● **Collected data**:
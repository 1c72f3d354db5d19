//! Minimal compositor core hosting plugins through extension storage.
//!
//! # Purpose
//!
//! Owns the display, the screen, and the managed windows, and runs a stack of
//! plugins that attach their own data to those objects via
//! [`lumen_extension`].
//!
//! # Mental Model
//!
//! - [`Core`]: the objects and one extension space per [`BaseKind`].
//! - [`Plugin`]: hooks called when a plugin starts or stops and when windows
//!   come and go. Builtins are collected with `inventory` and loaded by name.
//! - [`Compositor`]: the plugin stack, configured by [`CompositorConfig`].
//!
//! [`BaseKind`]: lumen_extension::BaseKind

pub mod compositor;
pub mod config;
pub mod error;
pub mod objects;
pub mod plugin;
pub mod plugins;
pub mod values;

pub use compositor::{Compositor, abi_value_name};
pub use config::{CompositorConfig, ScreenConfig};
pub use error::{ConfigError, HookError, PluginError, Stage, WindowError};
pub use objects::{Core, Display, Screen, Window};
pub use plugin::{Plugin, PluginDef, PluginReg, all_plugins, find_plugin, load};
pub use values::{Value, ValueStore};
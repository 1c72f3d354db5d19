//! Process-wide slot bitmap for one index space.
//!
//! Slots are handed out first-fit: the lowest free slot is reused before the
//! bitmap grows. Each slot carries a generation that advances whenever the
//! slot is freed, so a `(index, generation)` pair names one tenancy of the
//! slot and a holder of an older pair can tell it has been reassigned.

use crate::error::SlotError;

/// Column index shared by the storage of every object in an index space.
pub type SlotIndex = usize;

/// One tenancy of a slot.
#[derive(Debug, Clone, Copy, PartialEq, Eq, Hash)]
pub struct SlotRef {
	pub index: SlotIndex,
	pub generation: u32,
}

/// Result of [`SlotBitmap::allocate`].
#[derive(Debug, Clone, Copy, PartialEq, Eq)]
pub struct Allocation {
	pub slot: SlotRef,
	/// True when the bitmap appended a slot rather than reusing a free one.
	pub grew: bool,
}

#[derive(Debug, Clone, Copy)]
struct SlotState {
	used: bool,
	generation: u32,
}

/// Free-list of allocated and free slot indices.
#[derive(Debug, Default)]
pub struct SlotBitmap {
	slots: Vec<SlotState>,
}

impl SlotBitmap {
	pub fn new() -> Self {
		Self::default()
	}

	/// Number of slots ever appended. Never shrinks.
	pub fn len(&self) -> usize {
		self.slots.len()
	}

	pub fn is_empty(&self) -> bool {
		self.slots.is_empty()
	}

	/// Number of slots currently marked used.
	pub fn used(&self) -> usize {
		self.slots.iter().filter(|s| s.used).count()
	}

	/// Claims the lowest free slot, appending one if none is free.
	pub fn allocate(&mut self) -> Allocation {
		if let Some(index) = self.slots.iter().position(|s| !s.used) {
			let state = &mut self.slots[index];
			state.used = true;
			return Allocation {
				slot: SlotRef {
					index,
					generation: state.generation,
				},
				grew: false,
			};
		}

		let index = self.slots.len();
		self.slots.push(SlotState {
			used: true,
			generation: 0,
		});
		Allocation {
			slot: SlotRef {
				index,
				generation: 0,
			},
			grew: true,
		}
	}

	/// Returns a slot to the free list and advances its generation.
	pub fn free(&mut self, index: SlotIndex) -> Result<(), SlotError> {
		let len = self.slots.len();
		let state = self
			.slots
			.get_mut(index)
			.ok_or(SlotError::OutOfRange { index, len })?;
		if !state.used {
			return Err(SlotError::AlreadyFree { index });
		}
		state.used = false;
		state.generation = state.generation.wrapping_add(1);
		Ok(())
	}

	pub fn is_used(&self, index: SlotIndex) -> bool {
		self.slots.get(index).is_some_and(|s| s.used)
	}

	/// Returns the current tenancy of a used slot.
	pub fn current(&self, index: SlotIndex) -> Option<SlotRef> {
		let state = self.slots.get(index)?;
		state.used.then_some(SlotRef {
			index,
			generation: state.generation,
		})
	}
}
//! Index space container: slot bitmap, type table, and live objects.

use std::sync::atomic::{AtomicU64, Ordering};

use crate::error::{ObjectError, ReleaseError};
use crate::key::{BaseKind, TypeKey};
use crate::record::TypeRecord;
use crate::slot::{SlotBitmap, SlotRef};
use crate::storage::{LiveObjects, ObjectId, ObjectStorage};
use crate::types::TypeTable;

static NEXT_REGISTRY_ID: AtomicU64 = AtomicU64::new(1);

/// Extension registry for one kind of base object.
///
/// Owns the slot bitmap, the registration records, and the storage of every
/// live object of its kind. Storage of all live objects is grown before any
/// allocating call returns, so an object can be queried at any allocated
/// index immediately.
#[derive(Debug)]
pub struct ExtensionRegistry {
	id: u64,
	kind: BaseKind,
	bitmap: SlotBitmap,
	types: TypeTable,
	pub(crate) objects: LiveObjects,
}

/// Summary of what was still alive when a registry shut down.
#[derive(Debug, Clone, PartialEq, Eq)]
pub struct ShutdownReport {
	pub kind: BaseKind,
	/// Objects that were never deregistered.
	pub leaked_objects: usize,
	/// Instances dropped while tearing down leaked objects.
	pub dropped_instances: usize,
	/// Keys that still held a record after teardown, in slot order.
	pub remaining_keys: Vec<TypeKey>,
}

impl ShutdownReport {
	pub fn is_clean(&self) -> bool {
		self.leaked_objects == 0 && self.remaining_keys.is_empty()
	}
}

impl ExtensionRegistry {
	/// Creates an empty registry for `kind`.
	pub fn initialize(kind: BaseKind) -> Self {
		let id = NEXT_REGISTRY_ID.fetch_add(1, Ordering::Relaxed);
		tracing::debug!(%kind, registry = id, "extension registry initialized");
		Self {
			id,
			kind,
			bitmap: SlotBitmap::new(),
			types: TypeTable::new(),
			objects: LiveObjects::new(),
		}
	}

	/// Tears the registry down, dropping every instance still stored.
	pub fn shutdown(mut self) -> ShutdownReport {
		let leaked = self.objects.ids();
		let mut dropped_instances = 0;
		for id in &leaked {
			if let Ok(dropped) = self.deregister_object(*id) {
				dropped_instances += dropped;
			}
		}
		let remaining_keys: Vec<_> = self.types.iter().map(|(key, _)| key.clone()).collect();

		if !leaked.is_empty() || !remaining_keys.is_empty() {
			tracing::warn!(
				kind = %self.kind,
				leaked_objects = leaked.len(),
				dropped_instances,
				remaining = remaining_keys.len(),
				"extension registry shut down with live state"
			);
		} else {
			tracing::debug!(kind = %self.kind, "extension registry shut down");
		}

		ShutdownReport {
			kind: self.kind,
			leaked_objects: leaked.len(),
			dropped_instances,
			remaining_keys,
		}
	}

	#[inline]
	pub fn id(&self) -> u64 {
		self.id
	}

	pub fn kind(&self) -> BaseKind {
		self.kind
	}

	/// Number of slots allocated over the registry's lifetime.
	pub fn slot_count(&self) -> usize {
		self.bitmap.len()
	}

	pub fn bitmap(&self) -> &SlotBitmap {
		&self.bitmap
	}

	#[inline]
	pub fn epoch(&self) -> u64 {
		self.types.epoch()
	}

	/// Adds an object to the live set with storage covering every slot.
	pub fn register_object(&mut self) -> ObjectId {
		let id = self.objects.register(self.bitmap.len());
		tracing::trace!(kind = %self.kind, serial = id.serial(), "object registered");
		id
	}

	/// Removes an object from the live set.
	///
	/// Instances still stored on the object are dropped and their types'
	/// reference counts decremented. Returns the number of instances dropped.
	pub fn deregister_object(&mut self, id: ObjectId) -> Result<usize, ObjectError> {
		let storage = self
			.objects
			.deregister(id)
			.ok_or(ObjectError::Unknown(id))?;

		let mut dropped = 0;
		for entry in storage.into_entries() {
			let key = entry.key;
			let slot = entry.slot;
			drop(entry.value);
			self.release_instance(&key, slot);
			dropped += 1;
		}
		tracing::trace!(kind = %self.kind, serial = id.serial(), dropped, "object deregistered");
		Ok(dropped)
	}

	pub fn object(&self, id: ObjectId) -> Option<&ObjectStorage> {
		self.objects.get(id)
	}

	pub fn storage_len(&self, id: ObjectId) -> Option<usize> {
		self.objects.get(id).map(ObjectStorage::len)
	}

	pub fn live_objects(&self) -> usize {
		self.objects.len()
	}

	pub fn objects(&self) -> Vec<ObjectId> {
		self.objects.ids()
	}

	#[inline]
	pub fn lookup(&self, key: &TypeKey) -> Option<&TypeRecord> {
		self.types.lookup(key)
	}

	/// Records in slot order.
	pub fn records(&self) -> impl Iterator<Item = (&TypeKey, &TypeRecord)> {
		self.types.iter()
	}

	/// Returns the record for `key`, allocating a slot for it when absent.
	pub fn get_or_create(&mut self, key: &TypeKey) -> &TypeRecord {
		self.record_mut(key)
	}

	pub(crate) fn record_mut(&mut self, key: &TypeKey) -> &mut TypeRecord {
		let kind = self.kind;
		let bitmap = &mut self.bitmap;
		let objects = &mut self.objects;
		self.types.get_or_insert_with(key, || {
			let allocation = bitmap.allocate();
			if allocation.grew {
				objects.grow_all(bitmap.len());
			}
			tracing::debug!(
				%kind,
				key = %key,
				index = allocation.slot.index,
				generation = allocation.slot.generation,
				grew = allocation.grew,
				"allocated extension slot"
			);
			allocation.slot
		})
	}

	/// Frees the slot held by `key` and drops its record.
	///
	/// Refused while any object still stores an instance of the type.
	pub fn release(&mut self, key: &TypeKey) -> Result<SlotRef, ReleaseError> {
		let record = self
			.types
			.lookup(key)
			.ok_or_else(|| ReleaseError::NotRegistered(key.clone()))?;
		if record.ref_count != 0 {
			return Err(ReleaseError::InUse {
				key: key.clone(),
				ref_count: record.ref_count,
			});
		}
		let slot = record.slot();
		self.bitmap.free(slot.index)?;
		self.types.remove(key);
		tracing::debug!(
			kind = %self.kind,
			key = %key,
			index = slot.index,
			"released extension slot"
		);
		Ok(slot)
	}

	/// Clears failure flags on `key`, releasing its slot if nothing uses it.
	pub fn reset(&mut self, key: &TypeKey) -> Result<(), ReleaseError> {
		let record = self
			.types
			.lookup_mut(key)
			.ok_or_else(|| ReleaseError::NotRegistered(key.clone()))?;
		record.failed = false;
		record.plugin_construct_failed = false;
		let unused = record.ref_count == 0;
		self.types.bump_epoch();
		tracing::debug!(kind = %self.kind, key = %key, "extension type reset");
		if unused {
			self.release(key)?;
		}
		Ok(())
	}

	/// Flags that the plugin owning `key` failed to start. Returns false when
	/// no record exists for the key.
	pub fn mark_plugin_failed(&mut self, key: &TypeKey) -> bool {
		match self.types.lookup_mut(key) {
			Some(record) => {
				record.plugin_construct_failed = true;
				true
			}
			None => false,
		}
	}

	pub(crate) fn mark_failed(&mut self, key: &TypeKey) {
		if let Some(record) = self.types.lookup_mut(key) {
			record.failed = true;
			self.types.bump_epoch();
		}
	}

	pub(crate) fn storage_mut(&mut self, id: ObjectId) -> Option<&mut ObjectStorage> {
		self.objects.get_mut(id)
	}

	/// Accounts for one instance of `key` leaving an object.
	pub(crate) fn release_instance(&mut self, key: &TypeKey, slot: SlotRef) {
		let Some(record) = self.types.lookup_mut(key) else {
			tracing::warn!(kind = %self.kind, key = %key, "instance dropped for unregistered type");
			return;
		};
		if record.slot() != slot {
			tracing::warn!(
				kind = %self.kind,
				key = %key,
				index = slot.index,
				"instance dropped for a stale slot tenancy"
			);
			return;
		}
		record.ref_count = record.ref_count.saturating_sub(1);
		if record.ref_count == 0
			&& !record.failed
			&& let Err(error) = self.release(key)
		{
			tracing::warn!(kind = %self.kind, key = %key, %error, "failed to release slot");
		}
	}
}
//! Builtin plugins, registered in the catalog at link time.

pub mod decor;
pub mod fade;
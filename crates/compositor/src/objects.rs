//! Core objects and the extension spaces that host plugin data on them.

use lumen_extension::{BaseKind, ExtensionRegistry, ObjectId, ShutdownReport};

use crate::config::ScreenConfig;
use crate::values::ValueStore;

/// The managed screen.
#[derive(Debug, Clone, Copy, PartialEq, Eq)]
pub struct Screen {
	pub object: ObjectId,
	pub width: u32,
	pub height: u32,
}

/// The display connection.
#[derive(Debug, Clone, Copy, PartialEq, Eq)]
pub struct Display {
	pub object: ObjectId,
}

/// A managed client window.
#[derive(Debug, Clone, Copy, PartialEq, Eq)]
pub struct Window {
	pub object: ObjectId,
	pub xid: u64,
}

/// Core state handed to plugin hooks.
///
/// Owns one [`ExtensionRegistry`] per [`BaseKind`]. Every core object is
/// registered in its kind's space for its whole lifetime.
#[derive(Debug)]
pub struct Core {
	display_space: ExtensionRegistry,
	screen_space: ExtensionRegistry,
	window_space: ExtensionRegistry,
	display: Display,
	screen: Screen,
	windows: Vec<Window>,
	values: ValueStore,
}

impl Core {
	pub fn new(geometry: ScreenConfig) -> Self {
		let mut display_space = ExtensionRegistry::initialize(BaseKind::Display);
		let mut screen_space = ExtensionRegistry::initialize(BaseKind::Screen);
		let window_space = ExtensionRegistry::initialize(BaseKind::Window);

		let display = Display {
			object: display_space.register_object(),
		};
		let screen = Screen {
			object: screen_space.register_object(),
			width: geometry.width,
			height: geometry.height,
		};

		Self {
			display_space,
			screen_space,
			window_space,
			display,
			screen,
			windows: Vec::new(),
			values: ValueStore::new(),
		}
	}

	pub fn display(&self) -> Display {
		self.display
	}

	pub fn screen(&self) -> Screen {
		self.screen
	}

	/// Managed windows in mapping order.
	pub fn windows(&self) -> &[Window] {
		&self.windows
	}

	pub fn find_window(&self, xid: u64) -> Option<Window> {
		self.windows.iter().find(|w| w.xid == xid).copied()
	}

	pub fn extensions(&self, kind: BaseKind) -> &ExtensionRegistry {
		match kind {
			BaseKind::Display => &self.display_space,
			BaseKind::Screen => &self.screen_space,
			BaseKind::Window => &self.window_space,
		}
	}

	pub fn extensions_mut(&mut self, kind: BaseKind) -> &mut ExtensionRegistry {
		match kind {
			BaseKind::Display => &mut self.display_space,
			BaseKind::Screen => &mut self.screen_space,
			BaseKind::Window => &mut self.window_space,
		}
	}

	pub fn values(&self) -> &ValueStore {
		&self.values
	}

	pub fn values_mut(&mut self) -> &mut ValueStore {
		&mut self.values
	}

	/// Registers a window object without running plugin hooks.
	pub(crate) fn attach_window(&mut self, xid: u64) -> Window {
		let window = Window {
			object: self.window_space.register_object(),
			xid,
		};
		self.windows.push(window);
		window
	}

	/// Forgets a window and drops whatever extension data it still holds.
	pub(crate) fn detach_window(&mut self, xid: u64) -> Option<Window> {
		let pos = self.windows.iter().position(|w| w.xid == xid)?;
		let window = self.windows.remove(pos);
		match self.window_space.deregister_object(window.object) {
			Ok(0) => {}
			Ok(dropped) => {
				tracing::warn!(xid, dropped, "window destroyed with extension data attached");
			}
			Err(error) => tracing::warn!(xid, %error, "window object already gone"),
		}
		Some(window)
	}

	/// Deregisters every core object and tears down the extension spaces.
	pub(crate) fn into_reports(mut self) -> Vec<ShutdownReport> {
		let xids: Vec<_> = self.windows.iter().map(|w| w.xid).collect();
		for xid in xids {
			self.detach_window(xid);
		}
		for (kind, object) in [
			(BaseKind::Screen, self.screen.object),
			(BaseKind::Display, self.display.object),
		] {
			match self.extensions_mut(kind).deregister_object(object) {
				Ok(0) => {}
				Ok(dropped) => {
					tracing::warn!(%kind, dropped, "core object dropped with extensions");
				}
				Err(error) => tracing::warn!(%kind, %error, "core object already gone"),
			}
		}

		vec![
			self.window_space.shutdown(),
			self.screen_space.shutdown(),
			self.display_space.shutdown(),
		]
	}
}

● **WHAT IS REQUIRED**: What you retype should run from the first line of the entries above through the line containing "and when windows", exactly and in full.

● **RESPONSE TO THIS TASK**:
repository 1c72f3d354db5d19
//! Minimal compositor core hosting plugins through extension storage.
//!
//! # Purpose
//!
//! Owns the display, the screen, and the managed windows, and runs a stack of
//! plugins that attach their own data to those objects via
//! [`lumen_extension`].
//!
//! # Mental Model
//!
//! - [`Core`]: the objects and one extension space per [`BaseKind`].
//! - [`Plugin`]: hooks called when a plugin starts or stops and when windows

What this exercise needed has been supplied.